The court’s Public Information Office said people began lining up for spectator seats from 6 p.m. on Tuesday and waited overnight. More than 80 reporters had sought seats.
The court has changed since 2003. Justice Sandra Day O’Connor, who wrote the University of Michigan decision, retired in 2006 and has been replaced by the more conservative Alito. O’Connor watched the arguments in the courtroom on Wednesday.
SECURING RACIAL DIVERSITY ON CAMPUS
The University of Texas fills most of its entering class of freshmen using a policy that grants automatic admission to in-state students in the top 10 percent of their high school class. For the remaining slots it considers an applicant’s race as one of many factors to improve diversity.
Fisher’s claim rests on the legal argument that, under the Equal Protection Clause, universities can use race only if there is no other way to improve diversity. Fisher argues that the top 10 percent law is sufficient for boosting racial diversity.

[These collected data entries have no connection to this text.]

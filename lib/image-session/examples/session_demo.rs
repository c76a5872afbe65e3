use anyhow::{Context, Result};
use image::{ImageFormat, Rgba, RgbaImage};
use image_session::{ExportOptions, ImageSession};
use std::{fs, io::Cursor, path::PathBuf, time::Instant};

fn main() -> Result<()> {
    env_logger::Builder::from_env(env_logger::Env::default().default_filter_or("debug")).init();

    let output_dir = PathBuf::from("./output");
    if !output_dir.exists() {
        fs::create_dir(&output_dir)?;
    }

    // studio backdrop with a dark square subject
    let img = RgbaImage::from_fn(800, 600, |x, y| {
        if (250..550).contains(&x) && (150..450).contains(&y) {
            Rgba([40, 40, 60, 255])
        } else {
            Rgba([240, 240, 235, 255])
        }
    });
    let mut bytes = Cursor::new(Vec::new());
    img.write_to(&mut bytes, ImageFormat::Png)?;

    let mut session = ImageSession::load(bytes.get_ref())?;

    let start = Instant::now();
    session.resize_to_width(400)?;
    log::info!("Resize to {:?} spent: {:?}", session.current_size(), start.elapsed());

    let start = Instant::now();
    session.remove_background(30)?;
    log::info!("Remove background spent: {:?}", start.elapsed());

    for (suffix, options) in [
        ("white", ExportOptions::new()),
        ("transparent", ExportOptions::new().with_preserve_transparency(true)),
    ] {
        let exported = session.export(&options)?;
        let output_path = output_dir.join(format!("{suffix}_{}", exported.file_name));
        fs::write(&output_path, &exported.data)
            .with_context(|| output_path.to_string_lossy().to_string())?;
        log::info!("Saving result to: {:?}", output_path);
    }

    session.restore_background();
    log::info!("Restored, background removed: {}", session.is_background_removed());

    Ok(())
}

The 5th U.S. Circuit Court of Appeals rejected her challenge, based on the Supreme Court’s 2003 ruling.
Some of the justices suggested that because Texas considers an applicant’s race for only part of its student body, the Texas program would easily pass the standard set forth in the 2003 case. Ginsburg described the University of Texas’ use of race as “more modest” than the admissions policy in the Michigan case.
“If it’s so few, then what’s the problem?” asked Kennedy, referring to the number of slots the school fills using the race-conscious admissions policy.
But the fact that the gains from the race-based part of the process are so small, compared with the top 10 percent plan, could lead the court to conclude that the university does not need to rely on race at all.
Alito asked Garre how the university’s use of race could “possibly do more than a tiny, tiny amount to increase classroom diversity.”
The hundreds of demonstrators who gathered outside the courthouse on Wednesday overwhelmingly favored keeping the university policy intact. They carried signs saying: “Diversity works,” “Out of many, one America” and “Expand Opportunity.”
Cortney Sanders, a third-year student at the University of Texas and an African American, said: “The University of Texas used to be a school of exclusion, now it is promoting a policy of inclusion … We are many people, but we are one America.”
Only eight justices heard the oral arguments. Justice Elena Kagan, an Obama appointee who would be expected to endorse affirmative action, did not participate. Although she did not specify why she recused herself, she could well have worked on the case in her previous job as U.S. solicitor general.
A 4-4 tie would affirm the lower court decision in favor of Texas. If a majority rejects the Texas program, the overriding question is how broadly it will rule. It could reject only the Texas program or rule that universities can no longer consider race in choosing their students.
The court is expected to issue a decision before the term ends in June.